Ne gam!...O yaşın fütursuzluğuyla gülmüştüm aynalara. Cevabım hazırdı : Hayat benim , korkular onlarındı.
Bu gün,korkuları oluşturacak şüpheli uçuşlar belleğimden uzaklaştı sanırım. Artık uçmak deyiminden ziyade,savrulmak,halimi daha hallice ifade etmekte. Öylesine istemsiz ve içe çekilmiş bir eylem ki bu , yön,zaman ve noktalanma diye bir boyut hissetmiyorum zihnimde.
Bunlar oladururken evime bakıyorum. Onca uğraşıyla doldurduğum odalarına rağmen ne kadar boş ve uzak şimdi onun için beslediğim duygulardan. Kaçıp kapısını açık bırakasım geliyor herkese; Buyrun!..Yağma edin!...Zaten artık ben bende değilim.
Aynalar gülüyor ışıklı yolları tozatırken gözleri. Korkusuz,hesapsız,anlamsız ve muratsız... "Koş! Ardına bakma!" diyor,"sakın". Aradığın benliğinin yittiği yerdedir.

14 Mayıs 2009 Perşembe

BEKLEMEYE DAİR

O gelinler ki çeyizleri mühürlenmiş yılları

Özleme silkinip bir rüyada

Mâhur seherlerde içtiler yeminleri

İkindi gölgelerinde biraz tutsak

Ala bir kaçıştı onlarınkisi

Kocaları emek yüklü doru bakışları ile

Devâsa gölgelerini sürmekte toprağa

Bir sebat yükselmekte,çocuklar ağlamakta odalardan

Ninniler avutmakta gelinleri

Mühür açılmış,yemin yerine gelmektedir.

Yürüyen saatler çalarken ömrün tazesinden

Rüyalar çıplak,uykular kayıp bir yolcu gecelerde

Kasvetli etekleri dost olmuş rüzgarlarda

Uçup gitmiş baharları tutacak

Emektar ellere seslenmekte

12 Mayıs 2009 Salı

Ne adamdı o , sahici ellerinde

Dalgın bakışlarına sızmış bir gayretti

İnce zamanları harmanlayan

Güne mahkum aldırışlardan uzak

Çatlayan bir iniltiydi kaçtığı her bir söz

Uzak bir selam belki

Ya da yerlilerin girmediği vatan

Doya doya yıkanan gözleriydi.

Şartsız kefil gecelerde

Adamdı; Bin türlü engerekler

Çöreklense de , adamlığını hiçe sayıp

Çarpışırdı korkularını kendine saklayarak

Gizemli bir ıslıkla haber verip yargıcıya

İlk mührü taşırdı , son nefeste teslim

Zaman alnına kazınırken mukaddes emaneti.
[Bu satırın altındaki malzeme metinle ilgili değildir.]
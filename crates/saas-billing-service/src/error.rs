//! API error types and responses.

use axum::http::StatusCode;
use axum::response::{IntoResponse, Response};
use axum::Json;
use saas_billing_core::BillingError;
use serde::Serialize;

/// API error type.
#[derive(Debug, thiserror::Error)]
pub enum ApiError {
    /// Unauthorized - missing or invalid credentials.
    #[error("unauthorized")]
    Unauthorized,

    /// Forbidden - valid credentials but insufficient permissions.
    #[error("forbidden: {0}")]
    Forbidden(String),

    /// Resource not found.
    #[error("not found: {0}")]
    NotFound(String),

    /// Bad request - invalid input.
    #[error("bad request: {0}")]
    BadRequest(String),

    /// Conflict - concurrent modification or request in flight.
    #[error("conflict: {0}")]
    Conflict(String),

    /// The lifecycle rejected the request in the subscription's current state.
    #[error("invalid transition from {status}: {reason}")]
    InvalidTransition {
        /// Status the subscription was in.
        status: String,
        /// Why the request was rejected.
        reason: String,
    },

    /// The payment gateway declined or failed the charge.
    #[error("payment failed: {message}")]
    PaymentFailed {
        /// Gateway error code.
        code: String,
        /// Gateway error message.
        message: String,
    },

    /// Money moved but was not recorded.
    #[error("payment {order_id} was captured but not recorded")]
    ReconciliationRequired {
        /// Order id of the captured payment.
        order_id: String,
        /// Gateway reference of the captured payment.
        gateway_reference: String,
    },

    /// Internal server error.
    #[error("internal error: {0}")]
    Internal(String),
}

/// JSON error response body.
#[derive(Debug, Serialize)]
struct ErrorResponse {
    error: ErrorBody,
}

#[derive(Debug, Serialize)]
struct ErrorBody {
    code: String,
    message: String,
    #[serde(skip_serializing_if = "Option::is_none")]
    details: Option<serde_json::Value>,
}

impl IntoResponse for ApiError {
    fn into_response(self) -> Response {
        let (status, code, message, details) = match &self {
            Self::Unauthorized => (
                StatusCode::UNAUTHORIZED,
                "unauthorized",
                self.to_string(),
                None,
            ),
            Self::Forbidden(msg) => (StatusCode::FORBIDDEN, "forbidden", msg.clone(), None),
            Self::NotFound(msg) => (StatusCode::NOT_FOUND, "not_found", msg.clone(), None),
            Self::BadRequest(msg) => (StatusCode::BAD_REQUEST, "bad_request", msg.clone(), None),
            Self::Conflict(msg) => (StatusCode::CONFLICT, "conflict", msg.clone(), None),
            Self::InvalidTransition { status, reason } => (
                StatusCode::UNPROCESSABLE_ENTITY,
                "invalid_transition",
                reason.clone(),
                Some(serde_json::json!({ "status": status })),
            ),
            Self::PaymentFailed { code, message } => (
                StatusCode::PAYMENT_REQUIRED,
                "gateway_error",
                message.clone(),
                Some(serde_json::json!({ "code": code })),
            ),
            Self::ReconciliationRequired {
                order_id,
                gateway_reference,
            } => (
                StatusCode::BAD_GATEWAY,
                "reconciliation_required",
                self.to_string(),
                Some(serde_json::json!({
                    "order_id": order_id,
                    "gateway_reference": gateway_reference
                })),
            ),
            Self::Internal(msg) => {
                tracing::error!(error = %msg, "Internal server error");
                (
                    StatusCode::INTERNAL_SERVER_ERROR,
                    "internal_error",
                    "An internal error occurred".to_string(),
                    None,
                )
            }
        };

        let body = ErrorResponse {
            error: ErrorBody {
                code: code.to_string(),
                message,
                details,
            },
        };

        (status, Json(body)).into_response()
    }
}

impl From<BillingError> for ApiError {
    fn from(err: BillingError) -> Self {
        match err {
            BillingError::NotFound { tenant_id } => {
                Self::NotFound(format!("no subscription for tenant {tenant_id}"))
            }
            BillingError::InvalidTransition { status, reason } => {
                Self::InvalidTransition { status, reason }
            }
            BillingError::Conflict { tenant_id } => Self::Conflict(format!(
                "subscription of tenant {tenant_id} is being modified by another request"
            )),
            BillingError::Gateway { code, message } => Self::PaymentFailed { code, message },
            BillingError::DuplicateRequest { key } => {
                Self::Conflict(format!("idempotency key {key} belongs to another tenant"))
            }
            BillingError::ReconciliationRequired {
                order_id,
                gateway_reference,
            } => Self::ReconciliationRequired {
                order_id,
                gateway_reference,
            },
            err @ (BillingError::InvalidPeriod(_)
            | BillingError::InvalidAmount(_)
            | BillingError::InvalidId(_)) => Self::BadRequest(err.to_string()),
            err @ (BillingError::Storage(_)
            | BillingError::Serialization(_)
            | BillingError::Configuration(_)) => Self::Internal(err.to_string()),
        }
    }
}

impl From<saas_billing_store::StoreError> for ApiError {
    fn from(err: saas_billing_store::StoreError) -> Self {
        BillingError::from(err).into()
    }
}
Gözleri zafer , kaleye çakılan bir bayrak sanki.

YEMİNLİ UYKULAR

Düş durağı ormanların kuytusunda uyuyan aşk

Çiğnemez mi zaman yalnızlığında sen?

Ateş gözler dolanıp ihtimal bir yolda

Aramaz mı suskunluğunda beliren seni?

Bir rüzgar,huzurlu bir okşayış

Güne değmeyen ara kuytularda

Tadı çam aroması , şehri doğallığında soyan

Işık yok , dil yok , tasvir yok sofralarında

Kuytular sade yeşil , biraz kerem sunmaktalar.

Sabahın kırçılı vursa da üşümez uykudadır aşk.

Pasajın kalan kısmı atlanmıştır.